____ EXERCISE DATA
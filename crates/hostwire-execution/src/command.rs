use std::fmt;

/// Operation requested by the controller through `HOSTWIRE_COMMAND`.
///
/// Values outside the vocabulary are kept verbatim in `Other` so that the
/// rejection happens during validation with the offending value in hand.
#[derive(Debug, Clone, PartialEq, Eq, Hash)]
pub enum Command {
    CreateInstance,
    DeleteInstance,
    GetInstance,
    ListInstances,
    StartInstance,
    StopInstance,
    RemoveAllInstances,
    GetVersion,
    Other(String),
}

impl Command {
    pub const ALL: [Command; 8] = [
        Command::CreateInstance,
        Command::DeleteInstance,
        Command::GetInstance,
        Command::ListInstances,
        Command::StartInstance,
        Command::StopInstance,
        Command::RemoveAllInstances,
        Command::GetVersion,
    ];

    pub fn as_str(&self) -> &str {
        match self {
            Command::CreateInstance => "CreateInstance",
            Command::DeleteInstance => "DeleteInstance",
            Command::GetInstance => "GetInstance",
            Command::ListInstances => "ListInstances",
            Command::StartInstance => "StartInstance",
            Command::StopInstance => "StopInstance",
            Command::RemoveAllInstances => "RemoveAllInstances",
            Command::GetVersion => "GetVersion",
            Command::Other(raw) => raw,
        }
    }

    pub fn is_empty(&self) -> bool {
        matches!(self, Command::Other(raw) if raw.is_empty())
    }

    pub fn is_known(&self) -> bool {
        !matches!(self, Command::Other(_))
    }
}

impl Default for Command {
    fn default() -> Self {
        Command::Other(String::new())
    }
}

impl From<&str> for Command {
    fn from(raw: &str) -> Self {
        Command::ALL
            .iter()
            .find(|known| known.as_str() == raw)
            .cloned()
            .unwrap_or_else(|| Command::Other(raw.to_string()))
    }
}

impl From<String> for Command {
    fn from(raw: String) -> Self {
        Command::from(raw.as_str())
    }
}

impl fmt::Display for Command {
    fn fmt(&self, f: &mut fmt::Formatter<'_>) -> fmt::Result {
        f.write_str(self.as_str())
    }
}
________
| PROBLEM TO SOLVE |
Transcribe the full listing exactly, omitting nothing.

| RESPONSE BOX |
filename crates/hostwire-execution/src/command.rs
use std::fmt;

/// Operation requested by the controller through `HOSTWIRE_COMMAND`.
///
/// Values outside the vocabulary are kept verbatim in `Other` so that the
/// rejection happens during validation with the offending value in hand.
#[derive(Debug, Clone, PartialEq, Eq, Hash)]
pub enum Command {
    CreateInstance,
    DeleteInstance,
    GetInstance,
    ListInstances,
    StartInstance,
    StopInstance,
    RemoveAllInstances,
    GetVersion,
    Other(String),
}

impl Command {
    pub const ALL: [Command; 8] = [
        Command::CreateInstance,
        Command::DeleteInstance,
        Command::GetInstance,
        Command::ListInstances,
        Command::StartInstance,
        Command::StopInstance,
        Command::RemoveAllInstances,
        Command::GetVersion,
    ];

    pub fn as_str(&self) -> &str {
        match self {
            Command::CreateInstance => "CreateInstance",
            Command::DeleteInstance => "DeleteInstance",
            Command::GetInstance => "GetInstance",
            Command::ListInstances => "ListInstances",
            Command::StartInstance => "StartInstance",
            Command::StopInstance => "StopInstance",
            Command::RemoveAllInstances => "RemoveAllInstances",
            Command::GetVersion => "GetVersion",
            Command::Other(raw) => raw,
        }
    }

    pub fn is_empty(&self) -> bool {
        matches!(self, Command::Other(raw) if raw.is_empty())
    }

    pub fn is_known(&self) -> bool {
        !matches!(self, Command::Other(_))
    }
}

impl Default for Command {
    fn default() -> Self {
        Command::Other(String::new())
    }
}

impl From<&str> for Command {
    fn from(raw: &str) -> Self {
        Command::ALL
            .iter()
            .find(|known| known.as_str() == raw)
            .cloned()
            .unwrap_or_else(|| Command::Other(raw.to_string()))
    }
}

impl From<String> for Command {
    fn from(raw: String) -> Self {
        Command::from(raw.as_str())
    }
}

impl fmt::Display for Command {
    fn fmt(&self, f: &mut fmt::Formatter<'_>) -> fmt::Result {
        f.write_str(self.as_str())
    }
}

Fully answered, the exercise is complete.